== Problem to work on ==
Using the word "Some" as the filter, copy each matching line from the records.

== Dataset entries ==
◆ ◆ ◆ ◆ ◆ ◆ ◆

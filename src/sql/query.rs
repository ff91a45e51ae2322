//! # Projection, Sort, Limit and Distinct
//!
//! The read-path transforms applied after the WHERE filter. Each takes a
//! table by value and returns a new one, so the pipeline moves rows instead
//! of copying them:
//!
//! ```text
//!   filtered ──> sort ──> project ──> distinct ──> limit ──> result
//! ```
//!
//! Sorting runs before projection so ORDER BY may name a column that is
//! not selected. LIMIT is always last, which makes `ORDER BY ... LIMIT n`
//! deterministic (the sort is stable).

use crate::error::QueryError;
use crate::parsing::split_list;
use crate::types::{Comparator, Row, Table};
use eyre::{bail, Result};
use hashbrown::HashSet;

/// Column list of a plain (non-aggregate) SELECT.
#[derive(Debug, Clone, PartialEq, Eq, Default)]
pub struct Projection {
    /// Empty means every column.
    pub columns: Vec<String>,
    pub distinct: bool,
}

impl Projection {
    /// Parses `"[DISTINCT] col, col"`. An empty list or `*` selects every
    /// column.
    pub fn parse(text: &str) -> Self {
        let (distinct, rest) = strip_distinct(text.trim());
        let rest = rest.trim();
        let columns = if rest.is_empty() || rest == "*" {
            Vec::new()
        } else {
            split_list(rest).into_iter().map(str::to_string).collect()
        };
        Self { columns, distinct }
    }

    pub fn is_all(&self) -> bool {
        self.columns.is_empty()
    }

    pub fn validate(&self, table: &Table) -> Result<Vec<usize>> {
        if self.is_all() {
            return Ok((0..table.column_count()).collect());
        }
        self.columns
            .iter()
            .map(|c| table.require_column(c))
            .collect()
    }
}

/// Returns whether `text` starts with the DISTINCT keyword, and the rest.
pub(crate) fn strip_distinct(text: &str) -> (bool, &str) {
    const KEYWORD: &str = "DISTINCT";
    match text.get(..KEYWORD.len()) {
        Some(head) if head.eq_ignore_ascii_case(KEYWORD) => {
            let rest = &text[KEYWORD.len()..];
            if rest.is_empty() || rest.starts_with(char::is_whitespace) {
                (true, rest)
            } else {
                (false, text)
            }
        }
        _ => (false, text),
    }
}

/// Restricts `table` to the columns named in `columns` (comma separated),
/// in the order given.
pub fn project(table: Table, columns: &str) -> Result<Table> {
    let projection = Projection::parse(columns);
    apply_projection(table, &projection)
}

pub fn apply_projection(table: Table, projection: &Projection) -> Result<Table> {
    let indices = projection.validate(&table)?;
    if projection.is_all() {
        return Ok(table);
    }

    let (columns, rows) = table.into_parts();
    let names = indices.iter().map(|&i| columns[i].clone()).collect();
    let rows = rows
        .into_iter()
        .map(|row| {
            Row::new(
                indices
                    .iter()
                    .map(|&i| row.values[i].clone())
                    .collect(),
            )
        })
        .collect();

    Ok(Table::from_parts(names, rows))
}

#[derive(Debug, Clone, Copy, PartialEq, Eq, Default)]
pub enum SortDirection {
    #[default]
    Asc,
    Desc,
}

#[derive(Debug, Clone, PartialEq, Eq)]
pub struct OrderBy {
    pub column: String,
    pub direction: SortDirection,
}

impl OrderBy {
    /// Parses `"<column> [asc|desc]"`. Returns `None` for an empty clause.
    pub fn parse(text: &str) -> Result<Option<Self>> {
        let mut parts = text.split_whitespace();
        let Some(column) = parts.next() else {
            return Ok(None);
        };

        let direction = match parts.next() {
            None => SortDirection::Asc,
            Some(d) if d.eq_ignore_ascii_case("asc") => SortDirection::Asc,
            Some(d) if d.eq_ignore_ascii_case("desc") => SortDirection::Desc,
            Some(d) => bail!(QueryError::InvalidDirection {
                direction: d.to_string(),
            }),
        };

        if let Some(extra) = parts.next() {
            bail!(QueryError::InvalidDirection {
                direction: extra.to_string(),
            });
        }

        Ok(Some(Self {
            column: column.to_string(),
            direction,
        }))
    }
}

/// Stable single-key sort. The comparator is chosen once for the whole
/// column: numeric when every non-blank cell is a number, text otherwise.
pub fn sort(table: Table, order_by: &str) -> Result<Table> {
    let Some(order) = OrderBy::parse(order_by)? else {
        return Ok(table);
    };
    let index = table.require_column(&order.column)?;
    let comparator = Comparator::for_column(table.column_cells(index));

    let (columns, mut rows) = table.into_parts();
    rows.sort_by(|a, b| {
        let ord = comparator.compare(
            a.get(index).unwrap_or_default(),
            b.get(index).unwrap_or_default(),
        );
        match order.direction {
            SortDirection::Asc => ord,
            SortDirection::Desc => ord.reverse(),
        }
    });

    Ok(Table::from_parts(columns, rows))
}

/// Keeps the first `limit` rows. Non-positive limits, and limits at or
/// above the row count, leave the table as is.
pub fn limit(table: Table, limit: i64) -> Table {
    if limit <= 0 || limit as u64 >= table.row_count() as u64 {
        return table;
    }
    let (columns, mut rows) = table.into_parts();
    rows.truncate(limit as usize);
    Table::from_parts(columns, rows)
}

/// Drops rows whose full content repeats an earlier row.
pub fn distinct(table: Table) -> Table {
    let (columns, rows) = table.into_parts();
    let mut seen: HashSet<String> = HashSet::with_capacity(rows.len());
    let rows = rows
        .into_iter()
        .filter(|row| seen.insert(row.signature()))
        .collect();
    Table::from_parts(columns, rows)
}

◆ ◆ ◆ ◆ ◆ ◆ ◆

== Exercise output ==
        Some(head) if head.eq_ignore_ascii_case(KEYWORD) => {
        let Some(column) = parts.next() else {
            Some(d) if d.eq_ignore_ascii_case("asc") => SortDirection::Asc,
            Some(d) if d.eq_ignore_ascii_case("desc") => SortDirection::Desc,
            Some(d) => bail!(QueryError::InvalidDirection {
        if let Some(extra) = parts.next() {
        Ok(Some(Self {
    let Some(order) = OrderBy::parse(order_by)? else {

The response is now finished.